Construction. Details of the constructive systems used in the project. The details do not necessary need to represent real sections of the project, as long as they show the main constructive solutions. In my project, I detailed constructive systems at 1:20 scale, adding 1:5-scale zooms of the encounters between different building elements.
Structures. A module to show that you are capable of solving part of the structure of a project you designed—even if solving it means calculating it or delegating it to a consultancy. Any of these methods are perfect real-life case scenarios.
Installations & Services. Plans of the following solutions at an schematic level: Electricity and lighting systems (detailing the types of luminaries); Fire evacuation systems and routes; Water drainage; Water supply; Ventilation and air conditioning.

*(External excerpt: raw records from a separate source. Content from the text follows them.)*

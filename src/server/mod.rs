//! REST API and WebSocket replay server

mod error;
mod handlers;
mod replay_ws;
mod routes;
mod state;

pub use error::ApiError;
pub use handlers::MAX_LIMIT;
pub use replay_ws::ReplayConnection;
pub use routes::create_router;
pub use state::{AppState, SessionGuard, DEFAULT_HEARTBEAT_INTERVAL, DEFAULT_MAX_SESSIONS};

use crate::provider::CsvBarProvider;
use crate::sqlite_provider::SqliteBarStore;
use std::path::PathBuf;
use std::sync::Arc;
use std::time::Duration;
use tokio::net::TcpListener;
use tracing_subscriber::EnvFilter;

/// Where the server reads bars from
#[derive(Debug, Clone, PartialEq)]
pub enum DataSource {
    /// `<dir>/<symbol>/<symbol>_1h.csv` files
    Csv(PathBuf),
    /// SQLite bar store, optionally seeded from a CSV directory on startup
    Sqlite {
        path: PathBuf,
        import_dir: Option<PathBuf>,
    },
}

/// Server configuration
#[derive(Debug, Clone)]
pub struct ServerConfig {
    /// Server host address (default: "127.0.0.1")
    pub host: String,
    /// Server port (default: 8000)
    pub port: u16,
    /// Bar source (default: CSV files under `data`)
    pub data_source: DataSource,
    /// Idle period before a heartbeat on replay streams (default: 30s)
    pub heartbeat_interval: Duration,
    /// Maximum concurrent replay streams (default: 10)
    pub max_sessions: usize,
}

impl Default for ServerConfig {
    fn default() -> Self {
        ServerConfig {
            host: "127.0.0.1".to_string(),
            port: 8000,
            data_source: DataSource::Csv(PathBuf::from("data")),
            heartbeat_interval: DEFAULT_HEARTBEAT_INTERVAL,
            max_sessions: DEFAULT_MAX_SESSIONS,
        }
    }
}

impl ServerConfig {
    /// Creates a new server configuration
    pub fn new(host: impl Into<String>, port: u16, data_source: DataSource) -> Self {
        ServerConfig {
            host: host.into(),
            port,
            data_source,
            ..Default::default()
        }
    }

    pub fn with_heartbeat_interval(mut self, interval: Duration) -> Self {
        self.heartbeat_interval = interval;
        self
    }

    pub fn with_max_sessions(mut self, max_sessions: usize) -> Self {
        self.max_sessions = max_sessions;
        self
    }

    /// Opens the configured data source and builds the application state.
    ///
    /// # Errors
    /// Returns an error if the SQLite store cannot be opened or the CSV
    /// import fails.
    pub fn build_state(&self) -> Result<AppState, Box<dyn std::error::Error>> {
        let state = match &self.data_source {
            DataSource::Csv(dir) => {
                tracing::info!("Serving CSV data from {}", dir.display());
                AppState::new(CsvBarProvider::new(dir))
            }
            DataSource::Sqlite { path, import_dir } => {
                let mut store = SqliteBarStore::new(path)?;
                if let Some(dir) = import_dir {
                    let imported = store.import_from(&CsvBarProvider::new(dir))?;
                    tracing::info!("Imported {} bars from {}", imported, dir.display());
                }
                tracing::info!("Serving SQLite data from {}", path.display());
                AppState::new(store)
            }
        };

        Ok(state
            .with_heartbeat_interval(self.heartbeat_interval)
            .with_max_sessions(self.max_sessions))
    }
}

/// Serves the router on an already bound listener until the task is dropped.
pub async fn serve(listener: TcpListener, state: Arc<AppState>) -> std::io::Result<()> {
    let app = create_router(state);
    axum::serve(listener, app).await
}

/// Runs the API server
///
/// # Arguments
/// * `config` - Server configuration
///
/// # Returns
/// Returns an error if the server fails to start or encounters a fatal error
///
/// # Example
/// ```rust,no_run
/// use market_replay::server::{run_server, ServerConfig};
///
/// #[tokio::main]
/// async fn main() -> Result<(), Box<dyn std::error::Error>> {
///     let config = ServerConfig::default();
///     run_server(config).await?;
///     Ok(())
/// }
/// ```
pub async fn run_server(config: ServerConfig) -> Result<(), Box<dyn std::error::Error>> {
    tracing_subscriber::fmt()
        .with_env_filter(
            EnvFilter::try_from_default_env().unwrap_or_else(|_| EnvFilter::new("info")),
        )
        .with_target(false)
        .compact()
        .init();

    let state = Arc::new(config.build_state()?);

    let addr = format!("{}:{}", config.host, config.port);
    let listener = TcpListener::bind(&addr).await?;

    tracing::info!("Server listening on http://{}", addr);

    serve(listener, state).await?;

    Ok(())
}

On previous submissions, the presentation of each final project has been done by students in front of three A1 summary boards. They should sum up all the points mentioned before, to explain the whole project at an schematic and conceptual level. Contents should be organized explaining first the general aspects of the project, finishing with technical details and particularities.
These boards need to be mounted on a 1-cm foam-board support.
For each of the following categories, here is a summary of what is needed to be include in the documentation file.
Analysis and Conceptual Approach. Extensive explanation of the analysis and things that have been taken in account in the initial stages of the project, as well as a detailed explanation of you conceptual approach to develop the project. This initial part also contains location drawings, programmatic schemes, and some other data of the project.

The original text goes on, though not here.